Making Friends With All Our Demons

Every time I hear the song Deep End by the great band I Prevail I ponder on the chorus where it says, “So I made friends with all my demons.” I would like to think that by embracing, accepting, and coming to grips with all aspects of ourselves, even the ones that may be considered negative or problematic we can potentially learn from them. By becoming friends with our demons we can find resolution, and ultimately become a more balanced and self-aware individual.
By acknowledging and befriending our insecurities, flaws, and past mistakes in order to grow and develop as a person, we can stay out of the deep end. If we know those demons are there we can begin to look beyond them, not let them get in our way. Our demons, whatever they may be, are many times blocking the thing we really want to see. Many times the very thing we want to create is blocked by the anxiety of not creating, the fear of not making it, or the doubt that we’re not good enough. So maybe the next time some demon comes creeping in we give it a fist-bump, acknowledge it, and then remind ourselves we are worthy and show ourself the compassion needed to move on and do the great things we are capable of.
Selfish Or Self-Centered

As C. S. Lewis put it in Surprised By Joy: The Shape Of My Early Life, “The distinction is not unimportant.” He was referring to the distinction between being selfish or being self-centered. He preferred being selfish over self-centered. In fact I believe he was really on to what we now talk about being self care. Being selfish and being self-centered are not interchangeable. Lewis discussed that to find joy we need to have some selfishness. We need to prioritize our own needs, desires, and interests. These are the things I talk about when discussing self-care. This includes setting up the boundaries in a working relationship. The self-centered leader wants us to give up our personal priorities to make themselves look good. Is it selfish to not take emails after 5:00? Probably, but probably good for your well-being and your family’s well-being. Does it mean you are selfish if you may have to give up some of the above and beyond things you do as a great school principal during the next year to spend time finishing your dissertation for your PhD? Yes, but there is no way that milestone in your life will be met otherwise. These are completely acceptable forms of selfishness.

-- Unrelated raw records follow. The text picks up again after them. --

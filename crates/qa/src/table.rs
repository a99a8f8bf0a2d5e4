use haqei_iching::{HexagramTable, TableIssue, TransformTable};
use serde::Serialize;

#[derive(Debug, Clone, PartialEq, Eq, Serialize)]
pub struct TableReport {
    pub edges: usize,
    pub involution: bool,
    pub issues: Vec<TableIssue>,
}

impl TableReport {
    #[must_use]
    pub fn is_clean(&self) -> bool {
        self.involution && self.issues.is_empty()
    }
}

/// Check a transform table against the King Wen line patterns
#[must_use]
pub fn verify_transform_table(transforms: &TransformTable) -> TableReport {
    let issues = transforms.verify(HexagramTable::king_wen());
    let report = TableReport {
        edges: transforms.edge_count(),
        involution: transforms.is_involution(),
        issues,
    };
    if !report.is_clean() {
        log::warn!(
            "Transform table has {} issues (involution: {})",
            report.issues.len(),
            report.involution
        );
    }
    report
}
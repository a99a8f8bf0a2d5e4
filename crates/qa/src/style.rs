use crate::config::StyleConfig;
use crate::error::Result;
use haqei_narrative::text::TERMINATORS;
use regex::Regex;
use serde::{Deserialize, Serialize};
use std::collections::BTreeSet;
use std::path::Path;
use unicode_segmentation::UnicodeSegmentation;

/// One row of the plain line-state text table
#[derive(Debug, Clone, PartialEq, Eq, Serialize, Deserialize)]
pub struct LineState {
    pub name: String,
    #[serde(alias = "now")]
    pub text: String,
}

pub fn load_line_states(path: &Path) -> Result<Vec<LineState>> {
    let raw = std::fs::read_to_string(path)?;
    Ok(serde_json::from_str(&raw)?)
}

#[derive(Debug, Clone, PartialEq, Eq, Serialize)]
#[serde(tag = "kind", rename_all = "snake_case")]
pub enum StyleIssue {
    /// Text must hold exactly one sentence terminator
    TerminatorCount { count: usize },
    TerminatorNotAtEnd,
    TooShort { chars: usize, min: usize },
    TooLong { chars: usize, max: usize },
    BannedSequence { sequence: String },
    ArchaicWord { word: String },
    ArchaicPattern { pattern: String, matched: String },
}

#[derive(Debug, Clone, PartialEq, Eq, Serialize)]
pub struct StyleFinding {
    pub name: String,
    #[serde(flatten)]
    pub issue: StyleIssue,
}

#[derive(Debug, Clone, Default, PartialEq, Eq, Serialize)]
pub struct StyleReport {
    pub checked: usize,
    pub findings: Vec<StyleFinding>,
}

impl StyleReport {
    #[must_use]
    pub fn is_clean(&self) -> bool {
        self.findings.is_empty()
    }

    /// Rows with at least one finding
    #[must_use]
    pub fn failing_rows(&self) -> usize {
        self.findings
            .iter()
            .map(|f| f.name.as_str())
            .collect::<BTreeSet<_>>()
            .len()
    }
}

pub struct StyleLinter {
    config: StyleConfig,
    patterns: Vec<Regex>,
}

impl StyleLinter {
    pub fn new(config: StyleConfig) -> Result<Self> {
        let patterns = config.compiled_patterns()?;
        Ok(Self { config, patterns })
    }

    #[must_use]
    pub fn check_text(&self, text: &str) -> Vec<StyleIssue> {
        let text = text.trim();
        let mut issues = Vec::new();

        let count = text.chars().filter(|c| TERMINATORS.contains(c)).count();
        if count != 1 {
            issues.push(StyleIssue::TerminatorCount { count });
        }
        if count > 0 && !text.ends_with(|c: char| TERMINATORS.contains(&c)) {
            issues.push(StyleIssue::TerminatorNotAtEnd);
        }

        let chars = text.graphemes(true).count();
        if chars < self.config.min_chars {
            issues.push(StyleIssue::TooShort {
                chars,
                min: self.config.min_chars,
            });
        } else if chars > self.config.max_chars {
            issues.push(StyleIssue::TooLong {
                chars,
                max: self.config.max_chars,
            });
        }

        for sequence in &self.config.banned_sequences {
            if text.contains(sequence.as_str()) {
                issues.push(StyleIssue::BannedSequence {
                    sequence: sequence.clone(),
                });
            }
        }
        for word in &self.config.archaic_words {
            if text.contains(word.as_str()) {
                issues.push(StyleIssue::ArchaicWord { word: word.clone() });
            }
        }
        for pattern in &self.patterns {
            if let Some(m) = pattern.find(text) {
                issues.push(StyleIssue::ArchaicPattern {
                    pattern: pattern.as_str().to_string(),
                    matched: m.as_str().to_string(),
                });
            }
        }

        issues
    }

    #[must_use]
    pub fn lint(&self, states: &[LineState]) -> StyleReport {
        let findings = states
            .iter()
            .flat_map(|state| {
                self.check_text(&state.text)
                    .into_iter()
                    .map(|issue| StyleFinding {
                        name: state.name.clone(),
                        issue,
                    })
            })
            .collect();
        StyleReport {
            checked: states.len(),
            findings,
        }
    }
}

Conversely, being self-centered means having an excessive focus on oneself, often accompanied by a lack of interest or concern for others. This is the person that always needs to be in the limelight. It involves being preoccupied with one’s own thoughts, concerns, and desires, disregarding the needs and perspectives of others. Lewis explained that the self-centered person can never find joy. A self-centered person wants to hear about themselves. This person will constantly steer conversations towards themselves or dominate social situations without regard for others’ interests or feelings. The self-centered person is also unwilling to share or compromise.
I’m glad that in Surprised By Joy: The Shape Of My Early Life C. S. Lewis caused me to contemplate this difference between being selfish and being self-centered. The selfish person can have a healthy focus on himself versus the self-centered person’s complete disregard for others’ well-being and perspectives. This distinction is not unimportant. We must care for ourselves and make sure we are prioritizing our own needs and desires.